2) Pour ce qui est des mesures annoncées par le Président, il faut commencer par (i) supprimer les duplications en fusionnant la Task Force avec le Collège des Experts ; fusionner la Coordination nationale et le Comité national de riposte, (ii) réduire les membres de ces structures déjà pléthoriques et ne retenir que ceux qui sont essentiels. L’efficacité ici ne viendra pas de la quantité mais de la qualité, non pas du nombre mais d’une vraie expertise ; (iii) ne payer AUCUNE indemnité ou PRIME aux membres de ces instances car, nous le savons ce genre d’instances au Congo est toujours budgétivore ; (iv) établir un calendrier des rencontres de chacune de ces instances et tenir les populations informées des résultats des débats ; (v) consulter les partenaires au développement qui interviennent dans la lutte contre la pauvreté (PAM, UNICEF, etc.) pour une révision des listes des personnes identifiées vulnérables dans le cadre des activités du projet Lisunga afin de procéder à des distributions de kits alimentaires (comme le fait déjà le Président Kagamé au Rwanda).
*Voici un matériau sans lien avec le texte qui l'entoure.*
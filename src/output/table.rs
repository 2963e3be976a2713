use comfy_table::Color;

use crate::core::{HistoryDay, Report, SnapshotOutcome};
use crate::pricing::PricingTable;
use crate::utils::format_day;

use super::format::{
    create_styled_table, format_cost, format_number, format_rate, header_cell, right_cell,
};

#[derive(Debug, Clone, Copy)]
pub(crate) struct TableOptions {
    pub(crate) use_color: bool,
}

fn cost_color(opts: TableOptions) -> Option<Color> {
    opts.use_color.then_some(Color::Green)
}

pub(crate) fn print_report_table(report: &Report, opts: TableOptions) {
    let c = opts.use_color;
    let mut table = create_styled_table();
    table.set_header(vec![
        header_cell("Period", c),
        header_cell("Range", c),
        header_cell("Input", c),
        header_cell("Output", c),
        header_cell("Total", c),
        header_cell("Cost", c),
    ]);

    for rollup in report.rollups() {
        let range = if rollup.start_date == rollup.end_date {
            format_day(rollup.start_date)
        } else {
            format!(
                "{} → {}",
                format_day(rollup.start_date),
                format_day(rollup.end_date)
            )
        };
        table.add_row(vec![
            comfy_table::Cell::new(rollup.period.label()),
            comfy_table::Cell::new(range),
            right_cell(&format_number(rollup.input_tokens), None, false),
            right_cell(&format_number(rollup.output_tokens), None, false),
            right_cell(&format_number(rollup.total_tokens), None, true),
            right_cell(&format_cost(rollup.cost), cost_color(opts), true),
        ]);
    }

    println!("\n  Model: {} ({})\n", report.display_name, report.model);
    println!("{table}");
    if !report.warnings.is_empty() {
        println!("\n  Skipped {} corrupt stored day(s):", report.warnings.len());
        for warning in &report.warnings {
            println!("    {}: {}", warning.file, warning.reason);
        }
    }
    println!();
}

pub(crate) fn print_snapshot_confirmation(outcome: &SnapshotOutcome) {
    let s = &outcome.snapshot;
    println!(
        "Snapshot {} {}: {} tokens ({} in / {} out) across {} session(s), model {}",
        s.day_key(),
        if outcome.replaced { "replaced" } else { "saved" },
        format_number(s.total_tokens),
        format_number(s.input_tokens),
        format_number(s.output_tokens),
        s.sessions.len(),
        s.model
    );
}

pub(crate) fn print_history_table(days: &[HistoryDay], opts: TableOptions) {
    let c = opts.use_color;
    let mut table = create_styled_table();
    table.set_header(vec![
        header_cell("Date", c),
        header_cell("Model", c),
        header_cell("Sessions", c),
        header_cell("Input", c),
        header_cell("Output", c),
        header_cell("Total", c),
        header_cell("Cost", c),
    ]);

    let mut total_tokens = 0u64;
    let mut total_cost = 0.0;
    for day in days {
        total_tokens = total_tokens.saturating_add(day.total_tokens);
        if let Some(cost) = day.cost {
            total_cost += cost;
        }
        table.add_row(vec![
            comfy_table::Cell::new(format_day(day.date)),
            comfy_table::Cell::new(&day.model),
            right_cell(&day.sessions.to_string(), None, false),
            right_cell(&format_number(day.input_tokens), None, false),
            right_cell(&format_number(day.output_tokens), None, false),
            right_cell(&format_number(day.total_tokens), None, false),
            right_cell(
                &day.cost.map_or_else(|| "N/A".to_string(), format_cost),
                cost_color(opts),
                false,
            ),
        ]);
    }
    table.add_row(vec![
        comfy_table::Cell::new("Total"),
        comfy_table::Cell::new(""),
        comfy_table::Cell::new(""),
        comfy_table::Cell::new(""),
        comfy_table::Cell::new(""),
        right_cell(&format_number(total_tokens), None, true),
        right_cell(&format_cost(total_cost), cost_color(opts), true),
    ]);

    println!("{table}");
}

pub(crate) fn print_pricing_table(pricing: &PricingTable, opts: TableOptions) {
    let c = opts.use_color;
    let mut table = create_styled_table();
    table.set_header(vec![
        header_cell("Model", c),
        header_cell("Name", c),
        header_cell("Input", c),
        header_cell("Output", c),
    ]);
    for entry in pricing.entries() {
        table.add_row(vec![
            comfy_table::Cell::new(&entry.model),
            comfy_table::Cell::new(&entry.display_name),
            right_cell(&format_rate(entry.input_per_mtok()), None, false),
            right_cell(&format_rate(entry.output_per_mtok()), None, false),
        ]);
    }
    println!("\n  Pricing table version {}\n", pricing.version());
    println!("{table}");
}
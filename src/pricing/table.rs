//! Built-in model rates.
//!
//! Plain data only: bump `PRICING_VERSION` and edit the rows when upstream
//! prices change. A TOML file with the same fields replaces this table
//! wholesale (see `PricingTable::from_file`).

/// Identifies the rate sheet the rows below were copied from
pub(super) const PRICING_VERSION: &str = "2025-11";

/// One row of the rate sheet, in dollars per million tokens
pub(super) struct Rate {
    pub(super) model: &'static str,
    pub(super) display_name: &'static str,
    pub(super) input_per_mtok: f64,
    pub(super) output_per_mtok: f64,
}

pub(super) const BUILTIN_RATES: &[Rate] = &[
    Rate {
        model: "claude-opus-4-5",
        display_name: "Claude Opus 4.5",
        input_per_mtok: 5.0,
        output_per_mtok: 25.0,
    },
    Rate {
        model: "claude-opus-4-1",
        display_name: "Claude Opus 4.1",
        input_per_mtok: 15.0,
        output_per_mtok: 75.0,
    },
    Rate {
        model: "claude-opus-4",
        display_name: "Claude Opus 4",
        input_per_mtok: 15.0,
        output_per_mtok: 75.0,
    },
    Rate {
        model: "claude-sonnet-4-5",
        display_name: "Claude Sonnet 4.5",
        input_per_mtok: 3.0,
        output_per_mtok: 15.0,
    },
    Rate {
        model: "claude-sonnet-4",
        display_name: "Claude Sonnet 4",
        input_per_mtok: 3.0,
        output_per_mtok: 15.0,
    },
    Rate {
        model: "claude-3-7-sonnet",
        display_name: "Claude Sonnet 3.7",
        input_per_mtok: 3.0,
        output_per_mtok: 15.0,
    },
    Rate {
        model: "claude-haiku-4-5",
        display_name: "Claude Haiku 4.5",
        input_per_mtok: 1.0,
        output_per_mtok: 5.0,
    },
    Rate {
        model: "claude-3-5-haiku",
        display_name: "Claude Haiku 3.5",
        input_per_mtok: 0.8,
        output_per_mtok: 4.0,
    },
];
A cette fin, une partie des 100 milliards de FCFA pourrait être utilisée ; (vi) faire un usage parcimonieux des masques et gants disponibles dans le pays, ( il est absurde que les participants au Conseil des Ministres portent des masques alors qu’il est bien précisé que SEULES LES PERSONNES INFECTEES ou soupçonnées l’être peuvent en porter) ; (vii) et si les autorités veulent absolument généraliser le port du masque, alors, il faudra en fabriquer localement en utilisant du matériel disponible sur place (tissus en coton) comme c’est déjà le cas dans certains pays africains ; des couturières identifiées dans chaque quartier des villes pourraient être sollicitées moyennant un appui financier pour l’acquisition du matériel de base, (viii) utiliser aussi une partie du Fonds national de solidarité pour commander des tests et déployer des agents de santé et des ONG intervenant dans le domaine de la santé pour effectuer les dépistages à domicile (cela est bien faisable puisque pendant les campagnes électorales, on fait aisément le porte à porte pour convaincre les électeurs)

3) Des mesures d’accompagnement du confinement à domicile peuvent très vite être prises et mises en œuvre : (i) la priorité du fonds national de solidarité ne devrait pas être la compensation des pertes de revenu des entreprises mais les personnes réellement vulnérables. Prioriser les entreprises c’est déjà ouvrir la porte aux détournements, fraudes et autres discriminations liées à la corruption, (ii) débloquer les pensions des retraités, tous appartenant aux groupes vulnérables par l’âge et au plan financier ; (iii) mettre les maires à contribution pour compiler les fichiers ayant servi au recensement de la population pour des besoins électoraux afin de savoir le nombre d’habitants par parcelle et, par -là procéder à l’identification des personnes du troisième âge reconnues parmi les plus vulnérables ; (iv) pour les familles/ foyers/ménages/ cohabitants d’une parcelle : a) aménager un petit espace pour parents ou grands-parents qui vivent avec leurs enfants en leur expliquant calmement et avec tendresse le pourquoi de cet « isolement », b) expliquer aux enfants et petits-enfants pourquoi ils doivent rester momentanément loin du grand-père ou de la grand-mère ; c) à défaut de gel hydroalcoolique, chaque habitant d’une parcelle à plusieurs personnes (locataires et autres) devraient se procurer de l’eau de javel et en mélanger avec de l’eau dans un seau pour usage personnel, d) disposer un seau d’eau javellisée devant les latrines, etc.

Par-delà les experts et autres spécialistes, il faut compter sur la créativité du peuple congolais. Ce dont il a besoin c’est une information exacte et transparente.